» **Given information**

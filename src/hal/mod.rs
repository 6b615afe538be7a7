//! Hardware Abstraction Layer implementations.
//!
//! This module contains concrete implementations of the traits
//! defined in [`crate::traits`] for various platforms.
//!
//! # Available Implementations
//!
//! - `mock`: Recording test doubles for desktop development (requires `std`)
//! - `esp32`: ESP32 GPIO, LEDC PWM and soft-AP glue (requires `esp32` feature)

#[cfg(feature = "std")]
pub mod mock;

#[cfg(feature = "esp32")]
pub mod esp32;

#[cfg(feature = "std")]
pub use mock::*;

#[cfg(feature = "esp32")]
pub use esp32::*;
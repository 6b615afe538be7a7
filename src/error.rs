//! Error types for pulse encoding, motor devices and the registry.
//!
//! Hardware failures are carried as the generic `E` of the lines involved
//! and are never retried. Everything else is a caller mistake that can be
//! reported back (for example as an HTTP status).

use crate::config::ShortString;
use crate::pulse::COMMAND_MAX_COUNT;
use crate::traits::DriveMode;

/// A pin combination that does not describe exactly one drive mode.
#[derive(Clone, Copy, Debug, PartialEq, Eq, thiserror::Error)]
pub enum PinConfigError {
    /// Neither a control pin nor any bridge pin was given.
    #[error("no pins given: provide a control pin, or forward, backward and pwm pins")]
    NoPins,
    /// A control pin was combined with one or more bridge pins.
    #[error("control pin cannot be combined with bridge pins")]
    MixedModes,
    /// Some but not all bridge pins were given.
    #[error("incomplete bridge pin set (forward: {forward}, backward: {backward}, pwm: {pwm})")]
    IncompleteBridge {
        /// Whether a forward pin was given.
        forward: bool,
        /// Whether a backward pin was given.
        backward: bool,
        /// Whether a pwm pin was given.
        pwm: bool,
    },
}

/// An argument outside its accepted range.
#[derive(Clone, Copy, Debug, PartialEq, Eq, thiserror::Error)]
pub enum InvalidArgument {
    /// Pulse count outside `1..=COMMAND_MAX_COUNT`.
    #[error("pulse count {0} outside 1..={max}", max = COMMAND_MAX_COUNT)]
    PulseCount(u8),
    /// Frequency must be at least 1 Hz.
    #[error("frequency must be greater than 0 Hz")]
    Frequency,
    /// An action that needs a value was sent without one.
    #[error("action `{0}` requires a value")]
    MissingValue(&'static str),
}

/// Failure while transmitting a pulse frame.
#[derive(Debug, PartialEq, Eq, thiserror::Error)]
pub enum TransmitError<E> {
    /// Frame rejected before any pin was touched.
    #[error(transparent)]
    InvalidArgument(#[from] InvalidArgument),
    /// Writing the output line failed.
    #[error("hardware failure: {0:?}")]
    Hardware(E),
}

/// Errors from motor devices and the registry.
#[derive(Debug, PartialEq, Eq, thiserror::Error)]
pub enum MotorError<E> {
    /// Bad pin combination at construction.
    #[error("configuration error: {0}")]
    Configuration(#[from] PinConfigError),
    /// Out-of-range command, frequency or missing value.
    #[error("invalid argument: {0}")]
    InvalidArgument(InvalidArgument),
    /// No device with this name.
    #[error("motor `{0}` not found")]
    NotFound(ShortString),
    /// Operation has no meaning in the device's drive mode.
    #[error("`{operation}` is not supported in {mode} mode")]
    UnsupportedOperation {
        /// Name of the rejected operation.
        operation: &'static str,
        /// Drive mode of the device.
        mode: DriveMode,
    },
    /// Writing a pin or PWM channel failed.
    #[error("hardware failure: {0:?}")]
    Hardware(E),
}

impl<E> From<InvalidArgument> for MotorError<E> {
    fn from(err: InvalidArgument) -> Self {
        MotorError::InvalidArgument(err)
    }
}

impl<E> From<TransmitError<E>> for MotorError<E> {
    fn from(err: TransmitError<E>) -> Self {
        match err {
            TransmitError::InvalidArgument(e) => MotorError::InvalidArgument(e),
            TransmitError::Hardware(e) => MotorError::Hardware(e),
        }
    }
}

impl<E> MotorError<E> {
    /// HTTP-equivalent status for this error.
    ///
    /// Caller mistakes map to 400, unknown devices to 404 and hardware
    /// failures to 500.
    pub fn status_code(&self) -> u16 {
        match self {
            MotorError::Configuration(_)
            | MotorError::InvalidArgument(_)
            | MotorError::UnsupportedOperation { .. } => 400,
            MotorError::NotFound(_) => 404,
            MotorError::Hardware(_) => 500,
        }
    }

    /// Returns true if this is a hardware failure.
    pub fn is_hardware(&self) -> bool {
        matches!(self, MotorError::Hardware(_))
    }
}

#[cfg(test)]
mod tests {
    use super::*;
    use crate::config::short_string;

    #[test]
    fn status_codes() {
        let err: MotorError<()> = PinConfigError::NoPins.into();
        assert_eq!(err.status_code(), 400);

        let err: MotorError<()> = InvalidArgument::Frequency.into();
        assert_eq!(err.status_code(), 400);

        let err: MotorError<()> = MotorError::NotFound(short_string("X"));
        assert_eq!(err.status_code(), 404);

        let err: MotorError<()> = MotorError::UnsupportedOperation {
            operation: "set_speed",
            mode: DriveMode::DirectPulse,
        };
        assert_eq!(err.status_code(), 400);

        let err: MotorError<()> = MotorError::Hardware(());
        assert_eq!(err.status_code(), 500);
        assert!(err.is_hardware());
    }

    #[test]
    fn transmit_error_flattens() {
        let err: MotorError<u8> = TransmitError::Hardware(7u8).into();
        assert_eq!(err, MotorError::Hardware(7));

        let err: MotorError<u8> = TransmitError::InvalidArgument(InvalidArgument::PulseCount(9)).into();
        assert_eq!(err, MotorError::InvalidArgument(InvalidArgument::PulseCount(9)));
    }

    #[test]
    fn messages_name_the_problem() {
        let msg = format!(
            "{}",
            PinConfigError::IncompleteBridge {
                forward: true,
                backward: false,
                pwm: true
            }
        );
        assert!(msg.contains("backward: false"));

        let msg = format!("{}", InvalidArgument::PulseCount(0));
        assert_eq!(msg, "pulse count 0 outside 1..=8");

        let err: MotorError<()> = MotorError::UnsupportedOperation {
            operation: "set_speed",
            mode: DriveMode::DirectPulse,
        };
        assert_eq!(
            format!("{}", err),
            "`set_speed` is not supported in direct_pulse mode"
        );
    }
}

» **What to produce**
Would you be able to transcribe every line of the data exactly?

» **Exercise solution**
filename src/hal/mod.rs
repository 6b615afe538be7a7
//! Hardware Abstraction Layer implementations.
//!
//! This module contains concrete implementations of the traits
//! defined in [`crate::traits`] for various platforms.
//!
//! # Available Implementations
//!
//! - `mock`: Recording test doubles for desktop development (requires `std`)
//! - `esp32`: ESP32 GPIO, LEDC PWM and soft-AP glue (requires `esp32` feature)

#[cfg(feature = "std")]
pub mod mock;

#[cfg(feature = "esp32")]
pub mod esp32;

#[cfg(feature = "std")]
pub use mock::*;

#[cfg(feature = "esp32")]
pub use esp32::*;
repository 6b615afe538be7a7
filename src/error.rs
//! Error types for pulse encoding, motor devices and the registry.
//!
//! Hardware failures are carried as the generic `E` of the lines involved
//! and are never retried. Everything else is a caller mistake that can be
//! reported back (for example as an HTTP status).

use crate::config::ShortString;
use crate::pulse::COMMAND_MAX_COUNT;
use crate::traits::DriveMode;

/// A pin combination that does not describe exactly one drive mode.
#[derive(Clone, Copy, Debug, PartialEq, Eq, thiserror::Error)]
pub enum PinConfigError {
    /// Neither a control pin nor any bridge pin was given.
    #[error("no pins given: provide a control pin, or forward, backward and pwm pins")]
    NoPins,
    /// A control pin was combined with one or more bridge pins.
    #[error("control pin cannot be combined with bridge pins")]
    MixedModes,
    /// Some but not all bridge pins were given.
    #[error("incomplete bridge pin set (forward: {forward}, backward: {backward}, pwm: {pwm})")]
    IncompleteBridge {
        /// Whether a forward pin was given.
        forward: bool,
        /// Whether a backward pin was given.
        backward: bool,
        /// Whether a pwm pin was given.
        pwm: bool,
    },
}

/// An argument outside its accepted range.
#[derive(Clone, Copy, Debug, PartialEq, Eq, thiserror::Error)]
pub enum InvalidArgument {
    /// Pulse count outside `1..=COMMAND_MAX_COUNT`.
    #[error("pulse count {0} outside 1..={max}", max = COMMAND_MAX_COUNT)]
    PulseCount(u8),
    /// Frequency must be at least 1 Hz.
    #[error("frequency must be greater than 0 Hz")]
    Frequency,
    /// An action that needs a value was sent without one.
    #[error("action `{0}` requires a value")]
    MissingValue(&'static str),
}

/// Failure while transmitting a pulse frame.
#[derive(Debug, PartialEq, Eq, thiserror::Error)]
pub enum TransmitError<E> {
    /// Frame rejected before any pin was touched.
    #[error(transparent)]
    InvalidArgument(#[from] InvalidArgument),
    /// Writing the output line failed.
    #[error("hardware failure: {0:?}")]
    Hardware(E),
}

/// Errors from motor devices and the registry.
#[derive(Debug, PartialEq, Eq, thiserror::Error)]
pub enum MotorError<E> {
    /// Bad pin combination at construction.
    #[error("configuration error: {0}")]
    Configuration(#[from] PinConfigError),
    /// Out-of-range command, frequency or missing value.
    #[error("invalid argument: {0}")]
    InvalidArgument(InvalidArgument),
    /// No device with this name.
    #[error("motor `{0}` not found")]
    NotFound(ShortString),
    /// Operation has no meaning in the device's drive mode.
    #[error("`{operation}` is not supported in {mode} mode")]
    UnsupportedOperation {
        /// Name of the rejected operation.
        operation: &'static str,
        /// Drive mode of the device.
        mode: DriveMode,
    },
    /// Writing a pin or PWM channel failed.
    #[error("hardware failure: {0:?}")]
    Hardware(E),
}

impl<E> From<InvalidArgument> for MotorError<E> {
    fn from(err: InvalidArgument) -> Self {
        MotorError::InvalidArgument(err)
    }
}

impl<E> From<TransmitError<E>> for MotorError<E> {
    fn from(err: TransmitError<E>) -> Self {
        match err {
            TransmitError::InvalidArgument(e) => MotorError::InvalidArgument(e),
            TransmitError::Hardware(e) => MotorError::Hardware(e),
        }
    }
}

impl<E> MotorError<E> {
    /// HTTP-equivalent status for this error.
    ///
    /// Caller mistakes map to 400, unknown devices to 404 and hardware
    /// failures to 500.
    pub fn status_code(&self) -> u16 {
        match self {
            MotorError::Configuration(_)
            | MotorError::InvalidArgument(_)
            | MotorError::UnsupportedOperation { .. } => 400,
            MotorError::NotFound(_) => 404,
            MotorError::Hardware(_) => 500,
        }
    }

    /// Returns true if this is a hardware failure.
    pub fn is_hardware(&self) -> bool {
        matches!(self, MotorError::Hardware(_))
    }
}

#[cfg(test)]
mod tests {
    use super::*;
    use crate::config::short_string;

    #[test]
    fn status_codes() {
        let err: MotorError<()> = PinConfigError::NoPins.into();
        assert_eq!(err.status_code(), 400);

        let err: MotorError<()> = InvalidArgument::Frequency.into();
        assert_eq!(err.status_code(), 400);

        let err: MotorError<()> = MotorError::NotFound(short_string("X"));
        assert_eq!(err.status_code(), 404);

        let err: MotorError<()> = MotorError::UnsupportedOperation {
            operation: "set_speed",
            mode: DriveMode::DirectPulse,
        };
        assert_eq!(err.status_code(), 400);

        let err: MotorError<()> = MotorError::Hardware(());
        assert_eq!(err.status_code(), 500);
        assert!(err.is_hardware());
    }

    #[test]
    fn transmit_error_flattens() {
        let err: MotorError<u8> = TransmitError::Hardware(7u8).into();
        assert_eq!(err, MotorError::Hardware(7));

        let err: MotorError<u8> = TransmitError::InvalidArgument(InvalidArgument::PulseCount(9)).into();
        assert_eq!(err, MotorError::InvalidArgument(InvalidArgument::PulseCount(9)));
    }

    #[test]
    fn messages_name_the_problem() {
        let msg = format!(
            "{}",
            PinConfigError::IncompleteBridge {
                forward: true,
                backward: false,
                pwm: true
            }
        );
        assert!(msg.contains("backward: false"));

        let msg = format!("{}", InvalidArgument::PulseCount(0));
        assert_eq!(msg, "pulse count 0 outside 1..=8");

        let err: MotorError<()> = MotorError::UnsupportedOperation {
            operation: "set_speed",
            mode: DriveMode::DirectPulse,
        };
        assert_eq!(
            format!("{}", err),
            "`set_speed` is not supported in direct_pulse mode"
        );
    }
}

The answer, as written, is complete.